The other alternative of opening an account with a US broker used to be possible years ago but has been shut down by the US authorities - see this (justified) rant by ByloSehi. Sadly, you must forget those great Vanguard mutual funds.

You are aware of the Vanguard ETF option and its limitations for your situation. Perhaps you could accumulate the cash in the TD RRSP in a money market mutual fund to gain a little interest and get the RRSP deduction as well as the regular savings in operation. Once or twice a year you could buy the ETF to minimize the trading fees. I'd also check out brokers like Questrade that offer lower trading fees even for small accounts.

Another option would be to buy TD e-Series (Internet only) mutual funds for a few years. Their fees aren't great but at around 0.48% are not nearly as high as most Canadian mutual funds. After accumulating $20-25k, you could then switch to ETFs. Who knows, by then Vanguard may have expanded to Canada or the Canadian funds may have substantially lowered their fees (both of which are likely to occur at the same time ... call it the Walmart effect)?

I leave you with this statement from the same letter (see p.3) linked to above:
"The result of Canadians being denied access to the US mutual fund industry is the existence of a healthy and productive mutual fund industry in Canada that benefits the Canadian economy." ... but not the Canadian consumer / investor!

5 comments:

Anonymous said...

I think the TD e-Series is a great alternative. Yes, the fees are higher than ETFs but not by a lot when compared to normal Cdn mutual funds.

Mike

Anonymous said...

To me the difference between buying an ETF or TD's equivalent eFunds (assuming one is with TD Waterhouse) is straight math.
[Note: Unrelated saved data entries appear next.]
//! 商品服务：增删改查与归属校验

use crate::{
    auth::{middleware::AuthContext, policy::authorize_mutation},
    error::AppError,
    models::listing::{CreateListingRequest, Listing, UpdateListingRequest},
    repository::ListingRepository,
};
use std::sync::Arc;
use uuid::Uuid;

pub struct ListingService {
    listings: Arc<dyn ListingRepository>,
}

impl ListingService {
    pub fn new(listings: Arc<dyn ListingRepository>) -> Self {
        Self { listings }
    }

    /// 新增商品，归属于当前账户
    pub async fn add(
        &self,
        actor: &AuthContext,
        req: CreateListingRequest,
    ) -> Result<Listing, AppError> {
        let new_listing = req.into_new_listing(actor.account_id)?;

        if self
            .listings
            .find_duplicate(
                &new_listing.name,
                new_listing.price,
                &new_listing.seller,
                new_listing.color.as_deref(),
            )
            .await?
            .is_some()
        {
            return Err(AppError::DuplicateListing);
        }

        let listing = self.listings.create(new_listing).await?;
        tracing::info!(listing_id = %listing.id, added_by = %listing.added_by, "Listing added");

        Ok(listing)
    }

    pub async fn list(&self) -> Result<Vec<Listing>, AppError> {
        self.listings.list().await
    }

    /// 编辑商品：仅所有者或管理员
    pub async fn edit(
        &self,
        actor: &AuthContext,
        id: Uuid,
        patch: UpdateListingRequest,
    ) -> Result<Listing, AppError> {
        let listing = self
            .listings
            .find_by_id(id)
            .await?
            .ok_or(AppError::NotFound)?;

        // 所有者不可修改，校验结果在写入时依然成立
        authorize_mutation(actor.account_id, &actor.role, listing.added_by)?;

        let patch = patch.into_patch()?;

        let updated = self
            .listings
            .update(id, &patch)
            .await?
            .ok_or(AppError::NotFound)?;

        tracing::info!(listing_id = %id, actor = %actor.account_id, "Listing updated");

        Ok(updated)
    }

    /// 删除商品：仅所有者或管理员
    pub async fn delete(&self, actor: &AuthContext, id: Uuid) -> Result<(), AppError> {
        let listing = self
            .listings
            .find_by_id(id)
            .await?
            .ok_or(AppError::NotFound)?;

        authorize_mutation(actor.account_id, &actor.role, listing.added_by)?;

        if !self.listings.delete(id).await? {
            return Err(AppError::NotFound);
        }

        tracing::info!(listing_id = %id, actor = %actor.account_id, "Listing deleted");

        Ok(())
    }
}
I built a spreadsheet that assumed monthly purchases at $9.95 brokerage cost for ETF's and $0.00 for eFunds and a 0.17% MER for the ETF and a 0.50% MER for the eFund, and that the MER is calculated on the month end balance. This sheet shows the break even point is about $306.40 per month for it to be a wash.

Buy less than $306.40 and eFunds win. Buy more and ETF's win.

This calculation assumes no change is asset value and so is wrong -- but allows one to make a more rational decision based on math rather than emotion.

Anonymous said...

I currently have several Vanguard ETFs in my RRSP portfolio. Their ticker symbols are VWO, VTV, and VISVX. I also have some iShares US (IVE) and iShares CDN (XMD, etc). My account is a CIBC Investors Edge account and I can buy and sell the ETFs like any other article.

Some of the US ETFs offer great returns, and I especially like the VWO, however it is high risk, and has recently suffered with the rest of the market.

CanadianInvestor said...

Cdnretguy, or another way of looking at it: if you take the difference in MER of 0.33%
buying monthly = 12x$10 = $120
that equates to a portfolio of $36,363
(i.e. 0.0033x$36363 = $120) above that monthly ETF buys are cheaper
buying twice a year = 2x$10 = $20, which gives a portfolio of $6060 ... but then one is not invested (maybe miss some market upswing) but one may get some interest income from a money market fund. Bottom line, the bigger the accumulated investment in the portfolio the better looking are ETFs.

There may not be a single, deterministic solution but, as you say, crunching a few numbers helps one decide.

Alberta, VISVX? really? that's the mutual fund version of VBR, the US small cap value ETF. Canadians aren't supposed to be able to buy those US mutual funds.